• Your task
Compute the number of lines in the following data that include the word "Whether", and output that number alone.

• Extracted information
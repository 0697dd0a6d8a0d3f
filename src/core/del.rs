use crate::clock::Clock;
use crate::db::pool::DbPool;
use crate::db::{audit, streaks};
use crate::errors::AppResult;
use crate::models::{Action, DeletedStreak};

pub struct DeleteLogic;

impl DeleteLogic {
    /// Log the deletion, then remove the row, in one transaction.
    ///
    /// A blank or missing `reason` falls back to the streak title. The
    /// returned history includes the new `delete` entry.
    pub fn apply(
        pool: &mut DbPool,
        clock: &impl Clock,
        id: i64,
        reason: Option<&str>,
    ) -> AppResult<DeletedStreak> {
        pool.write_tx(|tx| {
            let streak = streaks::get(tx, id)?;

            let reason = reason
                .map(str::trim)
                .filter(|r| !r.is_empty())
                .unwrap_or(streak.title.as_str());

            // Entry first: it must never be missing for a row that is gone
            audit::append(tx, id, Action::Delete, clock.now(), reason)?;
            streaks::delete(tx, id)?;

            let log = audit::list_for(tx, id)?;
            Ok(DeletedStreak { streak, log })
        })
    }
}
//! BrickGame: Tetris and Snake simulation cores behind one plugin boundary.
//!
//! The library splits into the game-side (`core`, `highscore`) and the
//! frontend-side (`plugin`, `input`, `term`): frontends drive any game
//! through `plugin::GamePlugin` and render the `GameSnapshot` it returns,
//! without knowing which game is behind the boundary.

pub mod core;
pub mod highscore;
pub mod input;
pub mod plugin;
pub mod term;
pub mod types;
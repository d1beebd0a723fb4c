//! Playfield module - the shared 10x20 grid.
//!
//! Cells hold raw cell codes (`CELL_EMPTY` / `CELL_BLOCK` / `CELL_ITEM`) in a
//! flat array for cache locality and zero-allocation updates.
//! Coordinates: (x, y) with x in 0..10 (left to right), y in 0..20 (top to
//! bottom). The field is owned exclusively by a simulation engine and is
//! never resized.

use arrayvec::ArrayVec;

use crate::types::{CELL_BLOCK, CELL_EMPTY, FIELD_HEIGHT, FIELD_WIDTH};

/// Total number of cells on the field.
const FIELD_SIZE: usize = (FIELD_WIDTH as usize) * (FIELD_HEIGHT as usize);

/// The playfield - 10 columns x 20 rows using flat row-major storage.
#[derive(Debug, Clone, PartialEq, Eq)]
pub struct Field {
    cells: [u8; FIELD_SIZE],
}

impl Field {
    /// Create a new empty field.
    pub fn new() -> Self {
        Self {
            cells: [CELL_EMPTY; FIELD_SIZE],
        }
    }

    #[inline(always)]
    fn index(x: i8, y: i8) -> Option<usize> {
        if x < 0 || x >= FIELD_WIDTH as i8 || y < 0 || y >= FIELD_HEIGHT as i8 {
            return None;
        }
        Some((y as usize) * (FIELD_WIDTH as usize) + (x as usize))
    }

    /// Whether (x, y) lies on the field.
    pub fn is_inside(x: i8, y: i8) -> bool {
        Self::index(x, y).is_some()
    }

    /// Cell code at (x, y), or `None` when out of bounds.
    pub fn get(&self, x: i8, y: i8) -> Option<u8> {
        Self::index(x, y).map(|idx| self.cells[idx])
    }

    /// Set the cell code at (x, y). Returns false when out of bounds.
    pub fn set(&mut self, x: i8, y: i8, code: u8) -> bool {
        match Self::index(x, y) {
            Some(idx) => {
                self.cells[idx] = code;
                true
            }
            None => false,
        }
    }

    /// In bounds and empty.
    pub fn is_free(&self, x: i8, y: i8) -> bool {
        matches!(self.get(x, y), Some(CELL_EMPTY))
    }

    /// Whether every column of row `y` is occupied by a locked block.
    pub fn is_row_full(&self, y: usize) -> bool {
        if y >= FIELD_HEIGHT as usize {
            return false;
        }
        let start = y * FIELD_WIDTH as usize;
        let end = start + FIELD_WIDTH as usize;
        self.cells[start..end].iter().all(|&c| c == CELL_BLOCK)
    }

    /// Clear all full rows, shifting the rows above down and inserting blank
    /// rows at the top. Returns the cleared row indices, bottom to top.
    ///
    /// Two-pointer compaction over the flat buffer, no allocation.
    pub fn clear_full_rows(&mut self) -> ArrayVec<usize, 4> {
        let mut cleared = ArrayVec::new();
        let width = FIELD_WIDTH as usize;
        let mut write_y = FIELD_HEIGHT as usize;

        for read_y in (0..FIELD_HEIGHT as usize).rev() {
            if self.is_row_full(read_y) {
                cleared.push(read_y);
            } else {
                write_y -= 1;
                if write_y != read_y {
                    let src = read_y * width;
                    let dst = write_y * width;
                    self.cells.copy_within(src..src + width, dst);
                }
            }
        }

        for y in 0..write_y {
            let start = y * width;
            self.cells[start..start + width].fill(CELL_EMPTY);
        }

        cleared.reverse();
        cleared
    }

    /// Reset every cell to empty.
    pub fn clear(&mut self) {
        self.cells.fill(CELL_EMPTY);
    }

    /// Deep-copy the field into a row-major snapshot grid.
    pub fn write_grid(&self, out: &mut [[u8; FIELD_WIDTH as usize]; FIELD_HEIGHT as usize]) {
        let width = FIELD_WIDTH as usize;
        for (y, row) in out.iter_mut().enumerate() {
            let start = y * width;
            row.copy_from_slice(&self.cells[start..start + width]);
        }
    }

    /// Raw cell slice (row-major).
    pub fn cells(&self) -> &[u8] {
        &self.cells
    }
}

impl Default for Field {
    fn default() -> Self {
        Self::new()
    }
}

#[cfg(test)]
mod tests {
    use super::*;
    use crate::types::CELL_ITEM;

    fn fill_row(field: &mut Field, y: i8) {
        for x in 0..FIELD_WIDTH as i8 {
            field.set(x, y, CELL_BLOCK);
        }
    }

    #[test]
    fn index_bounds() {
        assert!(Field::is_inside(0, 0));
        assert!(Field::is_inside(9, 19));
        assert!(!Field::is_inside(-1, 0));
        assert!(!Field::is_inside(10, 0));
        assert!(!Field::is_inside(0, 20));
    }

    #[test]
    fn set_and_get_round_trip() {
        let mut field = Field::new();
        assert!(field.set(3, 7, CELL_BLOCK));
        assert!(field.set(5, 10, CELL_ITEM));
        assert_eq!(field.get(3, 7), Some(CELL_BLOCK));
        assert_eq!(field.get(5, 10), Some(CELL_ITEM));
        assert_eq!(field.get(0, 0), Some(CELL_EMPTY));
        assert!(!field.set(10, 0, CELL_BLOCK));
        assert_eq!(field.get(10, 0), None);
    }

    #[test]
    fn row_full_requires_every_column() {
        let mut field = Field::new();
        fill_row(&mut field, 19);
        assert!(field.is_row_full(19));

        field.set(4, 19, CELL_EMPTY);
        assert!(!field.is_row_full(19));

        // An item cell does not count as a locked block.
        field.set(4, 19, CELL_ITEM);
        assert!(!field.is_row_full(19));
    }

    #[test]
    fn clear_single_row_shifts_rows_above() {
        let mut field = Field::new();
        field.set(2, 18, CELL_BLOCK);
        fill_row(&mut field, 19);

        let cleared = field.clear_full_rows();
        assert_eq!(cleared.as_slice(), &[19]);

        // The lone block above moved down by one; the top row is blank.
        assert_eq!(field.get(2, 19), Some(CELL_BLOCK));
        assert_eq!(field.get(2, 18), Some(CELL_EMPTY));
        assert!(field.cells()[..FIELD_WIDTH as usize]
            .iter()
            .all(|&c| c == CELL_EMPTY));
    }

    #[test]
    fn clear_multiple_nonadjacent_rows() {
        let mut field = Field::new();
        fill_row(&mut field, 19);
        fill_row(&mut field, 17);
        field.set(0, 18, CELL_BLOCK);
        field.set(9, 16, CELL_BLOCK);

        let cleared = field.clear_full_rows();
        assert_eq!(cleared.as_slice(), &[19, 17]);

        // Partial rows compact to the bottom, preserving their order.
        assert_eq!(field.get(0, 19), Some(CELL_BLOCK));
        assert_eq!(field.get(9, 18), Some(CELL_BLOCK));
        assert!(!field.is_row_full(19));
    }

    #[test]
    fn clear_resets_all_cells() {
        let mut field = Field::new();
        fill_row(&mut field, 5);
        field.clear();
        assert!(field.cells().iter().all(|&c| c == CELL_EMPTY));
    }

    #[test]
    fn write_grid_is_a_deep_copy() {
        let mut field = Field::new();
        field.set(1, 2, CELL_BLOCK);

        let mut grid = [[0u8; FIELD_WIDTH as usize]; FIELD_HEIGHT as usize];
        field.write_grid(&mut grid);
        assert_eq!(grid[2][1], CELL_BLOCK);

        // Mutating the copy leaves the field untouched.
        grid[2][1] = CELL_EMPTY;
        assert_eq!(field.get(1, 2), Some(CELL_BLOCK));
    }
}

• Output for this exercise
2